Stored data:
>>

//! One-shot promise/future pair.
//!
//! The producer and consumer share reference-counted state with an atomic
//! `INIT -> WAITING -> FINISHED` progression. A consumer either blocks in
//! [`Future::get`] or installs a continuation with [`Future::on_ready`]; the
//! continuation then runs on whichever thread fulfills the promise. Dropping
//! an unfulfilled [`Promise`] resolves the future with
//! [`ErrorCode::BrokenPromise`].

use crate::functional::UniqueFunction;
use crate::status::{ErrorCode, Status, StatusWith};
use parking_lot::{Condvar, Mutex};
use std::fmt;
use std::sync::atomic::{AtomicU8, Ordering};
use std::sync::Arc;
use std::time::Duration;

const INIT: u8 = 0;
const WAITING: u8 = 1;
const FINISHED: u8 = 2;

struct Shared<T> {
    state: AtomicU8,
    slot: Mutex<Slot<T>>,
    ready: Condvar,
}

struct Slot<T> {
    value: Option<StatusWith<T>>,
    continuation: Option<UniqueFunction<StatusWith<T>>>,
}

impl<T> Shared<T> {
    fn new() -> Self {
        Self {
            state: AtomicU8::new(INIT),
            slot: Mutex::new(Slot {
                value: None,
                continuation: None,
            }),
            ready: Condvar::new(),
        }
    }

    fn finish(&self, value: StatusWith<T>) {
        let mut slot = self.slot.lock();
        let previous = self.state.swap(FINISHED, Ordering::AcqRel);
        if previous == WAITING {
            if let Some(continuation) = slot.continuation.take() {
                drop(slot);
                continuation.call(value);
                return;
            }
        }
        slot.value = Some(value);
        drop(slot);
        self.ready.notify_all();
    }
}

/// The producing half.
pub struct Promise<T> {
    shared: Option<Arc<Shared<T>>>,
}

/// The consuming half.
pub struct Future<T> {
    shared: Arc<Shared<T>>,
}

/// Creates a connected promise and future.
pub fn make_promise_future<T>() -> (Promise<T>, Future<T>) {
    let shared = Arc::new(Shared::new());
    (
        Promise {
            shared: Some(Arc::clone(&shared)),
        },
        Future { shared },
    )
}

impl<T> Promise<T> {
    /// Fulfills the future with a value.
    pub fn emplace_value(mut self, value: T) {
        if let Some(shared) = self.shared.take() {
            shared.finish(Ok(value));
        }
    }

    /// Fulfills the future with an error.
    pub fn set_error(mut self, status: Status) {
        debug_assert!(!status.is_ok());
        if let Some(shared) = self.shared.take() {
            shared.finish(Err(status));
        }
    }

    /// Fulfills the future with a value or error.
    pub fn set_from(mut self, result: StatusWith<T>) {
        if let Some(shared) = self.shared.take() {
            shared.finish(result);
        }
    }
}

impl<T> Drop for Promise<T> {
    fn drop(&mut self) {
        if let Some(shared) = self.shared.take() {
            shared.finish(Err(Status::new(
                ErrorCode::BrokenPromise,
                "promise dropped without a value",
            )));
        }
    }
}

impl<T> Future<T> {
    /// A future that is already fulfilled.
    pub fn ready(value: StatusWith<T>) -> Self {
        let shared = Arc::new(Shared::new());
        shared.finish(value);
        Self { shared }
    }

    /// Returns true once the promise has been fulfilled.
    pub fn is_ready(&self) -> bool {
        self.shared.state.load(Ordering::Acquire) == FINISHED
    }

    /// Blocks until the promise is fulfilled.
    pub fn get(self) -> StatusWith<T> {
        let mut slot = self.shared.slot.lock();
        loop {
            if let Some(value) = slot.value.take() {
                return value;
            }
            self.shared.ready.wait(&mut slot);
        }
    }

    /// Blocks for at most `timeout`. Gives the future back on timeout.
    pub fn get_timeout(self, timeout: Duration) -> Result<StatusWith<T>, Self> {
        let mut slot = self.shared.slot.lock();
        if slot.value.is_none() {
            self.shared.ready.wait_for(&mut slot, timeout);
        }
        match slot.value.take() {
            Some(value) => Ok(value),
            None => {
                drop(slot);
                Err(self)
            }
        }
    }

    /// Runs `f` with the result, immediately if it is available, otherwise on
    /// the thread that fulfills the promise.
    pub fn on_ready(self, f: impl FnOnce(StatusWith<T>) + Send + 'static) {
        let mut slot = self.shared.slot.lock();
        if let Some(value) = slot.value.take() {
            drop(slot);
            f(value);
            return;
        }
        slot.continuation = Some(UniqueFunction::new(f));
        let _ = self.shared.state.compare_exchange(
            INIT,
            WAITING,
            Ordering::AcqRel,
            Ordering::Acquire,
        );
    }
}

impl<T> fmt::Debug for Future<T> {
    fn fmt(&self, f: &mut fmt::Formatter<'_>) -> fmt::Result {
        f.debug_struct("Future")
            .field("ready", &self.is_ready())
            .finish()
    }
}

impl<T> fmt::Debug for Promise<T> {
    fn fmt(&self, f: &mut fmt::Formatter<'_>) -> fmt::Result {
        f.debug_struct("Promise")
            .field("fulfilled", &self.shared.is_none())
            .finish()
    }
}

#[cfg(test)]
mod tests {
    use super::*;
    use std::sync::mpsc;
    use std::thread;

    #[test]
    fn value_crosses_threads() {
        let (promise, future) = make_promise_future();
        let producer = thread::spawn(move || promise.emplace_value(42));
        assert_eq!(future.get().unwrap(), 42);
        producer.join().unwrap();
    }

    #[test]
    fn continuation_runs_on_fulfillment() {
        let (promise, future) = make_promise_future::<&str>();
        let (tx, rx) = mpsc::channel();
        future.on_ready(move |v| tx.send(v).unwrap());
        assert!(rx.try_recv().is_err());
        promise.emplace_value("done");
        assert_eq!(rx.recv().unwrap().unwrap(), "done");
    }

    #[test]
    fn continuation_on_ready_future_runs_inline() {
        let future = Future::ready(Ok(1));
        assert!(future.is_ready());
        let (tx, rx) = mpsc::channel();
        future.on_ready(move |v| tx.send(v).unwrap());
        assert_eq!(rx.try_recv().unwrap().unwrap(), 1);
    }

    #[test]
    fn dropped_promise_breaks() {
        let (promise, future) = make_promise_future::<()>();
        drop(promise);
        assert_eq!(future.get().unwrap_err().code(), ErrorCode::BrokenPromise);
    }

    #[test]
    fn timeout_returns_future() {
        let (promise, future) = make_promise_future::<u8>();
        let future = future.get_timeout(Duration::from_millis(10)).unwrap_err();
        promise.set_error(Status::new(ErrorCode::RuntimeError, "x"));
        assert_eq!(
            future.get().unwrap_err().code(),
            ErrorCode::RuntimeError
        );
    }
}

<<

WHAT NEEDS TO BE DONE —
Count the lines above that contain the word "RuntimeError". Write only the number.

FINISHED TASK —
2